Malena



 

La Macorina nació en 1892 en el poblado de Guanajay, entonces provincia de Pinar del Río; su nombre verdadero fue María Constancia Caraza Valdés. A los 15 años huyó de su casa y se fue a La Habana en compañía de su novio y único amor al que abandonó por las penurias económicas para entrar al mundo de la prostitución. Ella era Isabel. Isabel era La Macorina, la que llamó una madrugada y le dijo que ya le pasaba recogiendo por su departamento. Salió con una botella de aguardiente y el periódico del día. Bebieron todo el día y cuando estaba en la más completa ebriedad agarró su mano, la envolvió en su cuello y le dijo duérmete. Era como una especie de cadena.

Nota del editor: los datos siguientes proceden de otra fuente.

//! Fixed-interval polling.
//!
//! Every wait in an experiment is "sleep, ask again". `Poll` captures the
//! interval and an optional attempt ceiling so discovery and the sub-job
//! barrier share one loop.

use std::thread;
use std::time::Duration;
use tracing::trace;

/// The attempt ceiling was reached without the probe succeeding.
#[derive(Debug, Clone, Copy, PartialEq, Eq)]
pub struct Exhausted {
    pub attempts: u32,
}

/// Sleep-then-poll policy.
#[derive(Debug, Clone, Copy, PartialEq, Eq)]
pub struct Poll {
    interval: Duration,
    max_attempts: Option<u32>,
}

impl Poll {
    /// Poll at most `max_attempts` times.
    pub fn bounded(interval: Duration, max_attempts: u32) -> Self {
        Self {
            interval,
            max_attempts: Some(max_attempts),
        }
    }

    /// Poll until the probe succeeds.
    pub fn unbounded(interval: Duration) -> Self {
        Self {
            interval,
            max_attempts: None,
        }
    }

    /// Bounded when `max_attempts` is set, unbounded otherwise.
    pub fn with_limit(interval: Duration, max_attempts: Option<u32>) -> Self {
        Self {
            interval,
            max_attempts,
        }
    }

    /// Call `probe` until it returns `Some`, sleeping between attempts.
    ///
    /// `probe` receives the 1-based attempt number. There is no sleep before
    /// the first attempt or after the last one.
    pub fn until<T>(&self, mut probe: impl FnMut(u32) -> Option<T>) -> Result<T, Exhausted> {
        let mut attempt = 0u32;
        loop {
            attempt = attempt.saturating_add(1);
            if let Some(value) = probe(attempt) {
                trace!(attempt, "poll satisfied");
                return Ok(value);
            }

            if let Some(max) = self.max_attempts {
                if attempt >= max {
                    return Err(Exhausted { attempts: attempt });
                }
            }

            trace!(attempt, interval_ms = self.interval.as_millis() as u64, "poll sleeping");
            thread::sleep(self.interval);
        }
    }
}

¿Cómo se hacen las empanadas colombianas?, les preguntó. <<Papas, cebolla blanca picada, tomate picado, cebolla larga picada, ajo picado, cilantro fresco picado, pimentón rojo picado, pimienta negra y carne molida>>, le dijo. Uno era chef y el otro asesor financiero de multinacionales que un día decidieron dejar todo atrás y se aventuraron a instalarse en Quito para montarse un restaurante en la Plaza Foch, cuando ese proyecto turístico y bohemio de la ciudad no era nada. Les había presentado una amiga de Bogotá, una de sus más entrañables amigas y compañera de copas. Les dijo que esperaba a una amiga. Era la amiga de la bailarina que le consolaba en las noches de su tristeza en el club de streaptease. Llegó con una minifalda y chaqueta jean. Y con unos tacos impresionantes. Sus amigos se fueron a otra mesa y se instalaron con una botella de whisky y unas picaditas como si asistieran a una película. Él le preguntó si finalmente había sabido algo de ella. Nada. No aparecía. Su teléfono aparecía como desconectado. Esa noche terminaron en otro club de streaptease de moda en la ciudad con dos martinis secos. La dejó en su casa y volvió a su rutina. A la de la coca, el whisky y las pastillas para dormir. Whisky para emborracharse, coca para despertarse, pastillas para dormir y coca para volver a levantarse. Llegó a parecerse a un palo de fósforo, pero siempre que iba a una reunión familiar el primer comentario de su hermana Malena era: cómo te has engordado. Su estética era muy particular. Era hermosa. La veía en las mañanas cuando se levantaba a preparar el café, antes de irse al colegio. Y luego volvía con sus tacos y trajes de gala. Era la más parecida a su mamá. Ni Anita, ni Graciela ni Gladys ni Jacqueline ni Beatriz ni Rocío. Era ella. Tenía un aire de lejanía. La veía en las noches antes de que su hermano llegara borracho a escuchar a Los Iracundos a todo volumen y él se refugiara en la terraza con una linterna para leer un libro. Eso fue mucho antes del desastre.

Tras la muerte de su papá su vida se convirtió en una cantina. Sus primos le enseñaron a beber y perfeccionó ese arte en el barrio Santa Prisca, en los alrededores del colegio Mejía. Un colegio extraño, hecho como en cubículos. En el primero debían pasar los novatos. Y ahí aprendió el arte de la huida. Saltaba un alto tapial para huir de clases y juntarse en la panadería Arenas con sus amigos para comprar una botella de Trópico seco que era mezclada con Fresco Solo. Y luego iban en busca de una cantina en el centro. Siempre alguien tenía para pagar la cuenta. El financista era un chico alto, flaco, que recibía dinero de los travestis del centro. Así conoció todo el mundo gay de la ciudad, una vida de muchas complicaciones y mucho glamour. No solo eran las peluquerías, eran departamentos con una gran vista, allá en lo alto de El Dorado, por el lado del Itchimbia, convertido después en un centro turístico de Quito.

Lo impensable pasó. Del colegio llamaron a su hermano mayor para anunciarle que había sido expulsado por tantas faltas. Una noche llegó a su casa, la misma casa de la que Graciela le había advertido con su expulsión si seguía ausentándose por semanas. Entra, le dijo su hermano. En su chompa llevaba una correa. No gracias, dijo y se fue. Así fue como comenzó su vida delincuencial. Su vida de asaltos frustrados y noches al aire frío.